Licence Agreement
License Agreement
This is a license agreement between you (“you”) and Surface Studio Enterprises NYC, Inc. (“Surface Studio”, “we” or “us”) that explains how you can use photos on this website (individually and collectively, "content") that you license from Surface Studio.
By downloading content from Surface Studio, you accept the terms of this license agreement.
1. License. Surface Studio sells images under the following royalty-free license: the license fee is paid once and there is no need to pay additional royalties based on usage. The content is licensed for worldwide, unlimited (for the specified brand / project owner), perpetual use, and is non-exclusive and subject to the restrictions on uses provided below.
2. Definitions. For the purposes of this license agreement:
- Perpetual shall mean no expiration or end date.
- Worldwide shall mean content can be used in any geographic territory.Unlimited shall mean content can be used an unlimited number of times solely for the specified brand or project owner on the license agreement.
- Non-Exclusive shall mean that you do not have exclusive rights to use the content and we can license the same content to other customers.
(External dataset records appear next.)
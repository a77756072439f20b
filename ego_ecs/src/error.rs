//! Error types of ECS.

use thiserror::Error;

use super::Entity;

/// Result of any ECS operation which can return an error.
pub type Result<T> = std::result::Result<T, EcsError>;

#[derive(Debug, Clone, PartialEq, Eq, Error)]
pub enum EcsError {
    #[error("component type `{name}` was not registered")]
    UnregisteredComponent { name: &'static str },

    #[error("component type `{name}` was already registered")]
    DuplicateComponent { name: &'static str },

    #[error("there is no entity {0:?} in the world")]
    NoSuchEntity(Entity),

    #[error("component `{name}` was already attached to the entity {entity:?}")]
    AlreadyAttached { entity: Entity, name: &'static str },

    #[error("bundles of system `{system}` are out of sync: {missing} missing, {stale} stale")]
    CacheMismatch {
        system: String,
        missing: usize,
        stale: usize,
    },
}
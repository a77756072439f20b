//! Configuration utilities for the host loop and your game.

use std::time::Duration;

use semver::Version;

/// This struct represents general configuration of the host loop.
#[derive(Debug, Clone)]
pub struct Config {
    name: String,
    version: Version,
    enable_validation: bool,
    fixed_timestep: Duration,
    max_fixed_steps: u32,
}

pub const ENGINE_NAME: &str = env!("CARGO_CRATE_NAME", "library must be compiled by Cargo");

const ENGINE_VERSION_STR: &str = env!("CARGO_PKG_VERSION", "library must be compiled by Cargo");
lazy_static::lazy_static! {
    pub static ref ENGINE_VERSION: Version = Version::parse(ENGINE_VERSION_STR)
        .unwrap_or_else(|_| Version::new(0, 0, 0));
}

/// Default duration of one fixed update step.
pub const DEFAULT_FIXED_TIMESTEP: Duration = Duration::from_millis(20);

/// Default limit of fixed update steps per one frame.
pub const DEFAULT_MAX_FIXED_STEPS: u32 = 8;

impl Config {
    /// Creates new configuration with given name, version and validation usage.
    pub const fn new(name: String, version: Version, enable_validation: bool) -> Self {
        Self {
            name,
            version,
            enable_validation,
            fixed_timestep: DEFAULT_FIXED_TIMESTEP,
            max_fixed_steps: DEFAULT_MAX_FIXED_STEPS,
        }
    }

    /// Sets duration of one fixed update step.
    ///
    /// Zero duration disables fixed updates.
    ///
    pub fn with_fixed_timestep(mut self, fixed_timestep: Duration) -> Self {
        self.fixed_timestep = fixed_timestep;
        self
    }

    /// Sets limit of fixed update steps per one frame.
    pub fn with_max_fixed_steps(mut self, max_fixed_steps: u32) -> Self {
        self.max_fixed_steps = max_fixed_steps;
        self
    }

    /// Name of your game.
    pub fn name(&self) -> &str {
        &self.name
    }

    /// Semver version of your game.
    pub fn version(&self) -> &Version {
        &self.version
    }

    /// If bundles of every system are compared with the full scan
    /// of entities after each frame (useful for debugging).
    pub fn enable_validation(&self) -> bool {
        self.enable_validation
    }

    /// Duration of one fixed update step.
    pub fn fixed_timestep(&self) -> Duration {
        self.fixed_timestep
    }

    /// Limit of fixed update steps per one frame.
    ///
    /// Time which needs more steps than this is dropped.
    ///
    pub fn max_fixed_steps(&self) -> u32 {
        self.max_fixed_steps
    }
}

impl Default for Config {
    fn default() -> Self {
        Self::new(
            "Hello World".to_string(),
            Version::new(0, 0, 0),
            cfg!(debug_assertions),
        )
    }
}
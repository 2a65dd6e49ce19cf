//! Global configuration for formulary.
//!
//! Configuration lives in a single TOML file, by default
//! `~/.formulary/config.toml`, overridable with the `FORMULARY_CONFIG`
//! environment variable. Every field is optional; a missing file yields
//! defaults. CLI flags always win over configured values, which win over
//! the built-in defaults:
//!
//! ```toml
//! prefix = "~/.formulary/prefix"
//! cache_dir = "~/.formulary/cache"
//! formulae_dir = "~/formulae"
//! ```

use anyhow::Result;
use serde::{Deserialize, Serialize};
use std::path::{Path, PathBuf};

use crate::core::FormularyError;

/// Environment variable that overrides the config file location.
pub const CONFIG_ENV: &str = "FORMULARY_CONFIG";

/// User-level configuration, deserialized from the global config file.
#[derive(Debug, Clone, Default, Serialize, Deserialize)]
pub struct GlobalConfig {
    /// Target prefix for installs; binaries land in `<prefix>/bin`.
    #[serde(default)]
    pub prefix: Option<String>,

    /// Root directory of the shared git clone cache.
    #[serde(default)]
    pub cache_dir: Option<String>,

    /// Directory holding `<name>.toml` formula files.
    #[serde(default)]
    pub formulae_dir: Option<String>,
}

impl GlobalConfig {
    /// Loads the global config from its default or overridden location.
    ///
    /// A missing file is not an error; defaults apply.
    pub fn load() -> Result<Self> {
        Self::load_from(&config_path()?)
    }

    /// Loads configuration from an explicit path; missing file → defaults.
    pub fn load_from(path: &Path) -> Result<Self> {
        if !path.is_file() {
            return Ok(Self::default());
        }
        let content = std::fs::read_to_string(path)?;
        let config: Self = toml::from_str(&content).map_err(|e| FormularyError::ConfigError {
            message: format!("{}: {e}", path.display()),
        })?;
        Ok(config)
    }

    /// Resolved install prefix: configured value or `~/.formulary/prefix`.
    pub fn prefix(&self) -> Result<PathBuf> {
        match &self.prefix {
            Some(p) => Ok(expand(p)),
            None => Ok(home_dir()?.join(".formulary").join("prefix")),
        }
    }

    /// Resolved cache root: configured value or `~/.formulary/cache`.
    pub fn cache_dir(&self) -> Result<PathBuf> {
        match &self.cache_dir {
            Some(p) => Ok(expand(p)),
            None => Ok(home_dir()?.join(".formulary").join("cache")),
        }
    }

    /// Resolved formulae directory: configured value or `./formulae`.
    pub fn formulae_dir(&self) -> PathBuf {
        match &self.formulae_dir {
            Some(p) => expand(p),
            None => PathBuf::from("formulae"),
        }
    }
}

/// Location of the global config file, honoring [`CONFIG_ENV`].
pub fn config_path() -> Result<PathBuf> {
    if let Ok(path) = std::env::var(CONFIG_ENV) {
        return Ok(PathBuf::from(path));
    }
    Ok(home_dir()?.join(".formulary").join("config.toml"))
}

fn home_dir() -> Result<PathBuf> {
    dirs::home_dir().ok_or_else(|| {
        FormularyError::ConfigError {
            message: "cannot determine home directory".to_string(),
        }
        .into()
    })
}

fn expand(path: &str) -> PathBuf {
    PathBuf::from(shellexpand::tilde(path).into_owned())
}
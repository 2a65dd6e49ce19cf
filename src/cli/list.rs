//! The `list` command: formulas whose artifacts are installed.
//!
//! There is no receipt store; installed state is derived by checking the
//! layout for every formula's declared binaries.

use anyhow::Result;
use clap::{Args, ValueEnum};
use colored::Colorize;
use std::path::PathBuf;

use crate::cli::CliContext;
use crate::formula::Formula;
use crate::installer::TargetLayout;

/// Output format for `list`.
#[derive(Clone, Copy, Debug, ValueEnum)]
pub enum ListFormat {
    /// Human-readable table.
    Table,
    /// Machine-readable JSON array.
    Json,
}

/// Arguments for `formulary list`.
#[derive(Args)]
pub struct ListCommand {
    /// Output format.
    #[arg(long, value_enum, default_value = "table")]
    format: ListFormat,

    /// Install prefix to inspect.
    #[arg(long, env = "FORMULARY_PREFIX")]
    prefix: Option<PathBuf>,
}

#[derive(serde::Serialize)]
struct ListEntry {
    name: String,
    version: String,
    description: String,
    pinned: bool,
}

impl ListCommand {
    /// Prints every formula whose declared binaries all exist in the
    /// layout.
    pub async fn execute(self, context: &CliContext) -> Result<()> {
        let layout =
            TargetLayout::new(self.prefix.clone().unwrap_or_else(|| context.prefix.clone()));
        let formulas = Formula::load_all(&context.formulae_dir)?;

        let installed: Vec<ListEntry> = formulas
            .iter()
            .filter(|f| {
                f.install
                    .bin
                    .iter()
                    .all(|artifact| layout.bin_path(artifact).is_file())
            })
            .map(|f| ListEntry {
                name: f.name.clone(),
                version: f.version.clone(),
                description: f.description.clone(),
                pinned: f.is_pinned(),
            })
            .collect();

        match self.format {
            ListFormat::Json => {
                println!("{}", serde_json::to_string_pretty(&installed)?);
            }
            ListFormat::Table => {
                if installed.is_empty() {
                    println!("No installed packages under {}", layout.prefix().display());
                    return Ok(());
                }
                println!("{}", "Installed packages:".bold());
                for entry in &installed {
                    let pin = if entry.pinned { "pinned" } else { "head" };
                    println!(
                        "  {} {} ({pin}) - {}",
                        entry.name.bold(),
                        entry.version,
                        entry.description
                    );
                }
            }
        }
        Ok(())
    }
}
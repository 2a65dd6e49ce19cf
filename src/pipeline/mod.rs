//! The per-package install pipeline.
//!
//! One package moves through four stages in order - resolve, fetch,
//! install, verify - with no branching back. Each stage consumes the
//! previous stage's output, so the pipeline is inherently sequential;
//! concurrency across packages is the CLI's concern, with one workspace
//! per package and nothing shared but the (internally locked) clone
//! cache.
//!
//! Failure semantics: any stage error halts the pipeline for that package
//! and is wrapped with the failing stage's name. The fetch stage is
//! retried a fixed number of times with exponential backoff; nothing else
//! retries. Verification is special-cased: its failure is recorded in the
//! report rather than propagated, because a package that installs but
//! fails its smoke test remains installed.

use anyhow::{Context, Result};
use std::path::PathBuf;

use crate::cache::Cache;
use crate::constants::{FETCH_ATTEMPTS, backoff_with_delay};
use crate::core::{FormularyError, Stage};
use crate::fetcher::{self, Workspace};
use crate::formula::Formula;
use crate::installer::{self, TargetLayout};
use crate::resolver::{self, ArtifactRef};
use crate::verifier::{self, VerifyOutcome};

/// What happened to one package, through all four stages.
#[derive(Debug)]
pub struct InstallReport {
    /// Package name.
    pub name: String,
    /// Package version from the formula.
    pub version: String,
    /// The resolved artifact the install was built from.
    pub artifact: ArtifactRef,
    /// Final paths of the installed artifacts.
    pub installed: Vec<PathBuf>,
    /// How verification ended.
    pub verification: VerificationResult,
}

/// Terminal verification state for an installed package.
#[derive(Debug, Clone, PartialEq, Eq)]
pub enum VerificationResult {
    /// Output matched the formula's expectation.
    Passed,
    /// The command ran but its output did not match. The package remains
    /// installed.
    Failed {
        /// Pattern the formula expects.
        expected: String,
        /// Output the command produced.
        actual: String,
    },
    /// The formula declares no test.
    Skipped,
}

impl InstallReport {
    /// Whether the package completed the full pipeline, verification
    /// included.
    pub fn is_success(&self) -> bool {
        !matches!(self.verification, VerificationResult::Failed { .. })
    }
}

/// Runs the full pipeline for one formula.
///
/// Returns `Ok` with the report even when verification fails (the install
/// itself succeeded); every other stage error propagates, wrapped with
/// the stage name.
pub async fn install_formula(
    formula: &Formula,
    cache: &Cache,
    layout: &TargetLayout,
) -> Result<InstallReport> {
    let artifact = resolver::resolve(formula)
        .await
        .with_context(|| stage_context(Stage::Resolve, &formula.name))?;
    tracing::info!(
        target: "pipeline",
        "Resolved {} to {} ({})",
        formula.name,
        artifact.short_revision(),
        if artifact.pinned { "pinned" } else { "head" }
    );

    let workspace = Workspace::new().with_context(|| stage_context(Stage::Fetch, &formula.name))?;
    let tree = fetch_with_retry(cache, &artifact, &workspace)
        .await
        .with_context(|| stage_context(Stage::Fetch, &formula.name))?;

    let outcome = installer::install(&tree, formula, layout)
        .await
        .with_context(|| stage_context(Stage::Install, &formula.name))?;

    let verification = match verifier::verify(formula, layout).await {
        Ok(VerifyOutcome::Passed { .. }) => VerificationResult::Passed,
        Ok(VerifyOutcome::Skipped) => VerificationResult::Skipped,
        Err(e) => match e.downcast_ref::<FormularyError>() {
            Some(FormularyError::VerificationFailed { expected, actual, .. }) => {
                VerificationResult::Failed {
                    expected: expected.clone(),
                    actual: actual.clone(),
                }
            }
            _ => return Err(e.context(stage_context(Stage::Verify, &formula.name))),
        },
    };

    Ok(InstallReport {
        name: formula.name.clone(),
        version: formula.version.clone(),
        artifact,
        installed: outcome.installed,
        verification,
    })
}

/// Fetches with bounded retries and exponential backoff.
///
/// The retry policy lives here, in the caller, not in the fetcher: one
/// fetch call makes one attempt.
async fn fetch_with_retry(
    cache: &Cache,
    artifact: &ArtifactRef,
    workspace: &Workspace,
) -> Result<PathBuf> {
    let mut attempt = 0u32;
    loop {
        match fetcher::fetch(cache, artifact, workspace).await {
            Ok(tree) => return Ok(tree),
            Err(e) if attempt + 1 < FETCH_ATTEMPTS => {
                tracing::warn!(
                    target: "pipeline",
                    "Fetch attempt {} of {FETCH_ATTEMPTS} failed for {}: {e}",
                    attempt + 1,
                    artifact.url
                );
                attempt = backoff_with_delay(attempt).await;
            }
            Err(e) => return Err(e),
        }
    }
}

fn stage_context(stage: Stage, package: &str) -> String {
    format!("{stage} stage failed for '{package}'")
}
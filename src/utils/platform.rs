//! Platform detection helpers.
//!
//! Locating the git executable and naming binaries are the only two places
//! formulary needs to care about the host platform; both live here.

use std::path::PathBuf;

/// Name of the git executable to invoke.
///
/// `which` consults PATH and, on Windows, the common installation
/// locations; the plain command name is returned as a fallback so the
/// subprocess layer can produce its own "git not found" error.
pub fn get_git_command() -> String {
    which::which("git")
        .map_or_else(|_| "git".to_string(), |p| p.display().to_string())
}

/// Whether a git executable is available.
pub fn is_git_installed() -> bool {
    which::which("git").is_ok()
}

/// Looks up an executable by name on PATH.
pub fn find_on_path(name: &str) -> Option<PathBuf> {
    which::which(name).ok()
}

#[cfg(test)]
mod tests {
    use super::*;

    #[test]
    fn find_on_path_locates_a_shell() {
        #[cfg(unix)]
        assert!(find_on_path("sh").is_some());
        assert!(find_on_path("definitely-not-a-real-binary-42").is_none());
    }
}
//! Global constants used throughout the formulary codebase.
//!
//! Timeout durations and retry parameters shared across modules. Defining
//! them centrally keeps the deadlines imposed on external I/O (git
//! subprocesses, verification commands) discoverable in one place.

use std::time::Duration;

/// Timeout for `git clone` operations (120 seconds).
///
/// Clone operations may take longer than fetch, especially for
/// repositories with deep history.
pub const GIT_CLONE_TIMEOUT: Duration = Duration::from_secs(120);

/// Timeout for `git fetch` operations (60 seconds).
///
/// Prevents hung network connections from blocking an install
/// indefinitely.
pub const GIT_FETCH_TIMEOUT: Duration = Duration::from_secs(60);

/// Timeout for `git ls-remote` during source resolution (30 seconds).
pub const GIT_LS_REMOTE_TIMEOUT: Duration = Duration::from_secs(30);

/// Timeout for a formula's verification command (60 seconds).
///
/// Verification runs an arbitrary installed binary; the deadline is owned
/// by the caller since the stage itself imposes none of its own.
pub const VERIFY_TIMEOUT: Duration = Duration::from_secs(60);

/// Number of fetch attempts before the pipeline gives up on a source.
pub const FETCH_ATTEMPTS: u32 = 3;

/// Starting delay for exponential backoff between fetch attempts (250ms).
pub const STARTING_BACKOFF_DELAY_MS: u64 = 250;

/// Maximum backoff delay between fetch attempts (2 seconds).
pub const MAX_BACKOFF_DELAY_MS: u64 = 2000;

/// Sleeps for the backoff delay appropriate to `attempt` and returns the
/// next attempt number.
///
/// Delays double per attempt starting at [`STARTING_BACKOFF_DELAY_MS`],
/// capped at [`MAX_BACKOFF_DELAY_MS`].
pub async fn backoff_with_delay(attempt: u32) -> u32 {
    let delay = std::cmp::min(STARTING_BACKOFF_DELAY_MS * (1 << attempt), MAX_BACKOFF_DELAY_MS);
    tokio::time::sleep(Duration::from_millis(delay)).await;
    attempt.saturating_add(1)
}

#[cfg(test)]
mod tests {
    use super::*;

    #[tokio::test]
    async fn backoff_increments_attempt() {
        let next = backoff_with_delay(0).await;
        assert_eq!(next, 1);
    }

    #[test]
    fn backoff_delay_is_capped() {
        // 250 << 5 = 8000, which must clamp to the maximum.
        let delay =
            std::cmp::min(STARTING_BACKOFF_DELAY_MS * (1 << 5), MAX_BACKOFF_DELAY_MS);
        assert_eq!(delay, MAX_BACKOFF_DELAY_MS);
    }
}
If you would like exclusive rights to use content, please contact us to discuss a buy-out.
3. Restricted Uses.
- No Unlawful Use. You may not use content in a pornographic, defamatory or other unlawful manner, or in violation of any regulations or industry codes.
- No Standalone File Use. You may not use content in any way that allows others to download, extract, or redistribute content as a standalone file (meaning just the content file itself, separate from the project or end use).
- No False Representation of Authorship. You may not falsely represent that you are the original creator of a work that is made up largely of licensed content. For instance, you cannot create artwork based solely on licensed content and claim that you are the author.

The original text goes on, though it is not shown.